Gather each line in the entries that includes the string "OwForecastResponse".

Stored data

=== Begin Enclosure ===

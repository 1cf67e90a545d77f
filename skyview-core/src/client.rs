use async_trait::async_trait;
use chrono::NaiveDateTime;
use reqwest::{Client, Response};
use serde::Deserialize;
use std::fmt::Debug;
use tracing::debug;

use crate::{
    error::{Result, WeatherError},
    model::{Condition, ForecastEntry, ForecastList, Units, WeatherSnapshot},
};

pub const DEFAULT_PROXY_URL: &str = "http://127.0.0.1:8888";

/// Source of weather data for the orchestrator.
#[async_trait]
pub trait WeatherSource: Send + Sync + Debug {
    async fn fetch_current(&self, city: &str, units: Units) -> Result<WeatherSnapshot>;

    async fn fetch_current_by_coords(&self, lat: f64, lon: f64, units: Units)
    -> Result<WeatherSnapshot>;

    async fn fetch_forecast(&self, city: &str, units: Units) -> Result<ForecastList>;
}

/// HTTP client for the `/weather` and `/forecast` proxy endpoints.
///
/// The proxy holds the API key; this client never talks to the upstream
/// provider directly.
#[derive(Debug, Clone)]
pub struct ProxyClient {
    base_url: String,
    http: Client,
}

impl ProxyClient {
    pub fn new(base_url: &str) -> Self {
        Self::with_client(base_url, Client::new())
    }

    pub fn with_client(base_url: &str, http: Client) -> Self {
        Self {
            base_url: base_url.trim_end_matches('/').to_string(),
            http,
        }
    }

    pub fn base_url(&self) -> &str {
        &self.base_url
    }

    async fn get(&self, path: &str, query: &[(&str, &str)]) -> Result<Response> {
        let url = format!("{}/{}", self.base_url, path);
        debug!("GET {} {:?}", url, query);

        let res = self.http.get(&url).query(query).send().await?;
        Ok(res)
    }
}

/// Turn a non-success response into a typed error.
///
/// The proxy answers failures with `{"error": "..."}`; when that envelope is
/// missing or unreadable, `fallback` builds the message from the status.
async fn error_from_response(res: Response, fallback: impl FnOnce(u16) -> String) -> WeatherError {
    let status = res.status().as_u16();
    let body = res.text().await.unwrap_or_default();

    let message = serde_json::from_str::<ErrorEnvelope>(&body)
        .ok()
        .and_then(|envelope| envelope.error)
        .filter(|msg| !msg.trim().is_empty())
        .unwrap_or_else(|| fallback(status));

    debug!("Proxy returned {}: {}", status, truncate_body(&body));

    if status == 404 {
        WeatherError::NotFound { message }
    } else {
        WeatherError::Upstream { status, message }
    }
}

async fn parse_body<T: for<'de> Deserialize<'de>>(res: Response, what: &str) -> Result<T> {
    let body = res.text().await?;
    serde_json::from_str(&body)
        .map_err(|err| WeatherError::InvalidResponse(format!("{what}: {err}")))
}

#[async_trait]
impl WeatherSource for ProxyClient {
    async fn fetch_current(&self, city: &str, units: Units) -> Result<WeatherSnapshot> {
        let res = self
            .get("weather", &[("q", city), ("units", units.as_str())])
            .await?;

        if !res.status().is_success() {
            return Err(error_from_response(res, |status| {
                format!("City \"{city}\" not found (Error Code: {status})")
            })
            .await);
        }

        let parsed: OwCurrentResponse = parse_body(res, "current weather").await?;
        parsed.try_into()
    }

    async fn fetch_current_by_coords(
        &self,
        lat: f64,
        lon: f64,
        units: Units,
    ) -> Result<WeatherSnapshot> {
        let lat = lat.to_string();
        let lon = lon.to_string();
        let res = self
            .get(
                "forecast",
                &[
                    ("endpoint", "weather"),
                    ("lat", lat.as_str()),
                    ("lon", lon.as_str()),
                    ("units", units.as_str()),
                ],
            )
            .await?;

        if !res.status().is_success() {
            return Err(error_from_response(res, |_| {
                "Could not fetch weather data for current location.".to_string()
            })
            .await);
        }

        let parsed: OwCurrentResponse = parse_body(res, "current weather by coordinates").await?;
        parsed.try_into()
    }

    async fn fetch_forecast(&self, city: &str, units: Units) -> Result<ForecastList> {
        let res = self
            .get(
                "forecast",
                &[("endpoint", "forecast"), ("q", city), ("units", units.as_str())],
            )
            .await?;

        if !res.status().is_success() {
            return Err(error_from_response(res, |status| {
                format!("Forecast data unavailable for \"{city}\" (Error Code: {status})")
            })
            .await);
        }

        let parsed: OwForecastResponse = parse_body(res, "forecast").await?;
        parsed.try_into()
    }
}

#[derive(Debug, Deserialize)]
struct ErrorEnvelope {
    error: Option<String>,
}

#[derive(Debug, Deserialize)]
struct OwWeather {
    main: String,
    description: String,
    icon: String,
}

impl From<OwWeather> for Condition {
    fn from(w: OwWeather) -> Self {
        Condition {
            main: w.main,
            description: w.description,
            icon: w.icon,
        }
    }
}

#[derive(Debug, Deserialize)]
struct OwMain {
    temp: f64,
    feels_like: f64,
    humidity: u8,
}

#[derive(Debug, Deserialize)]
struct OwWind {
    speed: f64,
}

#[derive(Debug, Deserialize)]
struct OwSys {
    #[serde(default)]
    country: String,
}

#[derive(Debug, Deserialize)]
struct OwCurrentResponse {
    name: String,
    sys: OwSys,
    main: OwMain,
    weather: Vec<OwWeather>,
    wind: OwWind,
}

impl TryFrom<OwCurrentResponse> for WeatherSnapshot {
    type Error = WeatherError;

    fn try_from(parsed: OwCurrentResponse) -> Result<Self> {
        let condition = first_condition(parsed.weather, "current weather")?;

        Ok(WeatherSnapshot {
            city: parsed.name,
            country: parsed.sys.country,
            temperature: parsed.main.temp,
            feels_like: parsed.main.feels_like,
            condition,
            wind_speed: parsed.wind.speed,
            humidity_pct: parsed.main.humidity,
        })
    }
}

#[derive(Debug, Deserialize)]
struct OwForecastMain {
    temp: f64,
}

#[derive(Debug, Deserialize)]
struct OwForecastEntry {
    dt_txt: String,
    main: OwForecastMain,
    weather: Vec<OwWeather>,
}

#[derive(Debug, Deserialize)]
struct OwForecastResponse {
    list: Vec<OwForecastEntry>,
}

impl TryFrom<OwForecastResponse> for ForecastList {
    type Error = WeatherError;

    fn try_from(parsed: OwForecastResponse) -> Result<Self> {
        let entries = parsed
            .list
            .into_iter()
            .map(|entry| {
                let timestamp = NaiveDateTime::parse_from_str(&entry.dt_txt, "%Y-%m-%d %H:%M:%S")
                    .map_err(|err| {
                        WeatherError::InvalidResponse(format!(
                            "bad forecast timestamp '{}': {err}",
                            entry.dt_txt
                        ))
                    })?;

                Ok(ForecastEntry {
                    timestamp,
                    temperature: entry.main.temp,
                    condition: first_condition(entry.weather, "forecast entry")?,
                })
            })
            .collect::<Result<Vec<_>>>()?;

        Ok(ForecastList::new(entries))
    }
}

fn first_condition(weather: Vec<OwWeather>, what: &str) -> Result<Condition> {
    weather
        .into_iter()
        .next()
        .map(Condition::from)
        .ok_or_else(|| WeatherError::InvalidResponse(format!("{what} has no weather condition")))
}

fn truncate_body(body: &str) -> String {
    const MAX: usize = 200;
    if body.len() > MAX {
        let cut = (0..=MAX).rev().find(|&i| body.is_char_boundary(i)).unwrap_or(0);
        format!("{}...", &body[..cut])
    } else {
        body.to_string()
    }
}

#[cfg(test)]
mod tests {
    use super::*;

    #[test]
    fn base_url_trailing_slash_is_trimmed() {
        let client = ProxyClient::new("http://localhost:8888/");
        assert_eq!(client.base_url(), "http://localhost:8888");
    }

    #[test]
    fn current_payload_maps_to_snapshot() {
        let parsed: OwCurrentResponse = serde_json::from_value(serde_json::json!({
            "name": "London",
            "sys": { "country": "GB" },
            "main": { "temp": 15.3, "feels_like": 14.8, "humidity": 81 },
            "weather": [{ "main": "Rain", "description": "light rain", "icon": "10d" }],
            "wind": { "speed": 4.1 }
        }))
        .unwrap();

        let snapshot = WeatherSnapshot::try_from(parsed).unwrap();
        assert_eq!(snapshot.city, "London");
        assert_eq!(snapshot.country, "GB");
        assert_eq!(snapshot.condition.main, "Rain");
        assert_eq!(snapshot.humidity_pct, 81);
    }

    #[test]
    fn current_payload_without_condition_is_invalid() {
        let parsed: OwCurrentResponse = serde_json::from_value(serde_json::json!({
            "name": "London",
            "sys": {},
            "main": { "temp": 1.0, "feels_like": 1.0, "humidity": 1 },
            "weather": [],
            "wind": { "speed": 0.0 }
        }))
        .unwrap();

        let err = WeatherSnapshot::try_from(parsed).unwrap_err();
        assert!(matches!(err, WeatherError::InvalidResponse(_)));
    }

    #[test]
    fn forecast_timestamps_are_parsed() {
        let parsed: OwForecastResponse = serde_json::from_value(serde_json::json!({
            "list": [
                { "dt_txt": "2024-05-01 12:00:00", "main": { "temp": 15.0 },
                  "weather": [{ "main": "Clear", "description": "clear sky", "icon": "01d" }] },
                { "dt_txt": "2024-05-01 15:00:00", "main": { "temp": 16.5 },
                  "weather": [{ "main": "Clouds", "description": "few clouds", "icon": "02d" }] }
            ]
        }))
        .unwrap();

        let list = ForecastList::try_from(parsed).unwrap();
        assert_eq!(list.len(), 2);
        assert_eq!(list.entries[1].timestamp.to_string(), "2024-05-01 15:00:00");
        assert_eq!(list.entries[1].condition.icon, "02d");
    }

    #[test]
    fn bad_forecast_timestamp_is_invalid() {
        let parsed: OwForecastResponse = serde_json::from_value(serde_json::json!({
            "list": [
                { "dt_txt": "yesterday", "main": { "temp": 15.0 },
                  "weather": [{ "main": "Clear", "description": "clear sky", "icon": "01d" }] }
            ]
        }))
        .unwrap();

        let err = ForecastList::try_from(parsed).unwrap_err();
        assert!(err.to_string().contains("yesterday"));
    }

    #[test]
    fn truncate_body_respects_char_boundaries() {
        let body = "é".repeat(150);
        let out = truncate_body(&body);
        assert!(out.ends_with("..."));
        assert!(out.len() <= 203);
    }
}
use anyhow::{Context, anyhow};
use clap::{Parser, Subcommand};
use inquire::{Confirm, CustomType, Text};

use skyview_core::{
    Config, Controller, Coordinates, Event, FileStore, FixedLocation, HistoryStore, Orchestrator,
    ProxyClient, Units, WeatherError,
};

use crate::{
    interactive,
    paint::{self, Chrome},
};

pub type DashboardController = Controller<ProxyClient, FileStore, FixedLocation>;

/// Top-level CLI struct.
#[derive(Debug, Parser)]
#[command(name = "skyview", version, about = "Weather dashboard")]
pub struct Cli {
    #[command(subcommand)]
    pub command: Option<Command>,
}

#[derive(Debug, Subcommand)]
pub enum Command {
    /// Show current weather and forecast for a city.
    Show {
        /// City name.
        city: String,

        /// Use °F and mph instead of °C and m/s.
        #[arg(long)]
        imperial: bool,
    },

    /// Show weather for a position (defaults to the configured home location).
    Locate {
        #[arg(long, requires = "lon", allow_negative_numbers = true)]
        lat: Option<f64>,

        #[arg(long, requires = "lat", allow_negative_numbers = true)]
        lon: Option<f64>,

        #[arg(long)]
        imperial: bool,
    },

    /// List recent searches.
    History,

    /// Set the proxy URL, history size and home location.
    Configure,

    /// Menu-driven dashboard (the default).
    Interactive,
}

impl Cli {
    pub async fn run(self) -> anyhow::Result<()> {
        let config = Config::load()?;

        match self.command.unwrap_or(Command::Interactive) {
            Command::Show { city, imperial } => {
                let mut ctl = build_controller(&config, None)?;
                ctl.set_units(units_for(imperial));
                ctl.dispatch(Event::Search(city))
                    .await
                    .map_err(into_report)?;
                print_view(&ctl);
            }
            Command::Locate { lat, lon, imperial } => {
                let at = lat.zip(lon).map(|(lat, lon)| Coordinates { lat, lon });
                let mut ctl = build_controller(&config, at)?;
                ctl.set_units(units_for(imperial));
                ctl.dispatch(Event::UseLocation)
                    .await
                    .map_err(into_report)?;
                print_view(&ctl);
            }
            Command::History => {
                let ctl = build_controller(&config, None)?;
                print!("{}", paint::HistoryList(&ctl.history_panel()));
            }
            Command::Configure => configure(config)?,
            Command::Interactive => {
                let ctl = build_controller(&config, None)?;
                interactive::run(ctl).await?;
            }
        }

        Ok(())
    }
}

fn units_for(imperial: bool) -> Units {
    if imperial { Units::Imperial } else { Units::Metric }
}

fn into_report(err: WeatherError) -> anyhow::Error {
    anyhow!(err.user_message())
}

pub fn build_controller(
    config: &Config,
    location: Option<Coordinates>,
) -> anyhow::Result<DashboardController> {
    let store = FileStore::new(Config::data_dir()?);
    let history = HistoryStore::with_cap(store, config.max_history);
    let orchestrator = Orchestrator::new(ProxyClient::new(&config.proxy_url), history);
    let geolocator = FixedLocation(location.or(config.home_location));

    Ok(Controller::new(orchestrator, geolocator))
}

pub fn print_view(ctl: &DashboardController) {
    let history = ctl.history_panel();
    let chrome = Chrome {
        theme: ctl.theme(),
        units: ctl.units(),
        history: &history,
    };
    print!("{}", paint::paint(ctl.view(), &chrome));
}

fn configure(mut config: Config) -> anyhow::Result<()> {
    config.proxy_url = Text::new("Proxy URL:")
        .with_default(&config.proxy_url)
        .prompt()
        .context("Failed to read proxy URL")?;

    config.max_history = CustomType::<usize>::new("How many recent searches to keep:")
        .with_default(config.max_history)
        .with_error_message("Please type a whole number")
        .prompt()
        .context("Failed to read history size")?;

    let set_home = Confirm::new("Set a home location for \"use my location\"?")
        .with_default(config.home_location.is_some())
        .prompt()
        .context("Failed to read answer")?;

    config.home_location = if set_home {
        let current = config.home_location.unwrap_or(Coordinates { lat: 0.0, lon: 0.0 });
        let lat = CustomType::<f64>::new("Latitude:")
            .with_default(current.lat)
            .prompt()
            .context("Failed to read latitude")?;
        let lon = CustomType::<f64>::new("Longitude:")
            .with_default(current.lon)
            .prompt()
            .context("Failed to read longitude")?;
        Some(Coordinates { lat, lon })
    } else {
        None
    };

    config.save()?;
    println!("Configuration saved to {}", Config::config_file_path()?.display());
    Ok(())
}

#[cfg(test)]
mod tests {
    use super::*;
    use clap::CommandFactory;

    #[test]
    fn cli_definition_is_valid() {
        Cli::command().debug_assert();
    }

    #[test]
    fn no_subcommand_means_interactive() {
        let cli = Cli::try_parse_from(["skyview"]).unwrap();
        assert!(cli.command.is_none());
    }

    #[test]
    fn locate_requires_both_coordinates() {
        assert!(Cli::try_parse_from(["skyview", "locate", "--lat", "1.0"]).is_err());

        let cli =
            Cli::try_parse_from(["skyview", "locate", "--lat", "-33.9", "--lon", "151.2"]).unwrap();
        match cli.command {
            Some(Command::Locate { lat, lon, imperial }) => {
                assert_eq!(lat, Some(-33.9));
                assert_eq!(lon, Some(151.2));
                assert!(!imperial);
            }
            other => panic!("unexpected command: {other:?}"),
        }
    }

    #[test]
    fn show_takes_city_and_units() {
        let cli = Cli::try_parse_from(["skyview", "show", "New York", "--imperial"]).unwrap();
        match cli.command {
            Some(Command::Show { city, imperial }) => {
                assert_eq!(city, "New York");
                assert!(imperial);
                assert_eq!(units_for(imperial), Units::Imperial);
            }
            other => panic!("unexpected command: {other:?}"),
        }
    }
}
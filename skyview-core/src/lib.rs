//! Core library for the SkyView weather dashboard.
//!
//! This crate defines:
//! - The condition catalog and the pure display model
//! - The persisted search history
//! - A client for the weather proxy endpoints
//! - Search orchestration and the input controller
//!
//! It is used by `skyview-cli`, but any front-end able to paint a [`View`]
//! can drive it.

pub mod catalog;
pub mod client;
pub mod config;
pub mod controller;
pub mod error;
pub mod history;
pub mod location;
pub mod model;
pub mod orchestrator;
pub mod render;

pub use client::{ProxyClient, WeatherSource};
pub use config::Config;
pub use controller::{Controller, Event, Theme};
pub use error::{GeolocationError, StorageError, WeatherError};
pub use history::{FileStore, HistoryStore, KeyValueStore, MemoryStore};
pub use location::{FixedLocation, Geolocator};
pub use model::{Coordinates, ForecastEntry, ForecastList, Units, WeatherReport, WeatherSnapshot};
pub use orchestrator::{Orchestrator, Page, SearchOutcome, View};
pub use render::{Dashboard, HistoryPanel};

=== End Enclosure ===

§ Response below
        let parsed: OwForecastResponse = parse_body(res, "forecast").await?;
struct OwForecastResponse {
impl TryFrom<OwForecastResponse> for ForecastList {
    fn try_from(parsed: OwForecastResponse) -> Result<Self> {
        let parsed: OwForecastResponse = serde_json::from_value(serde_json::json!({
        let parsed: OwForecastResponse = serde_json::from_value(serde_json::json!({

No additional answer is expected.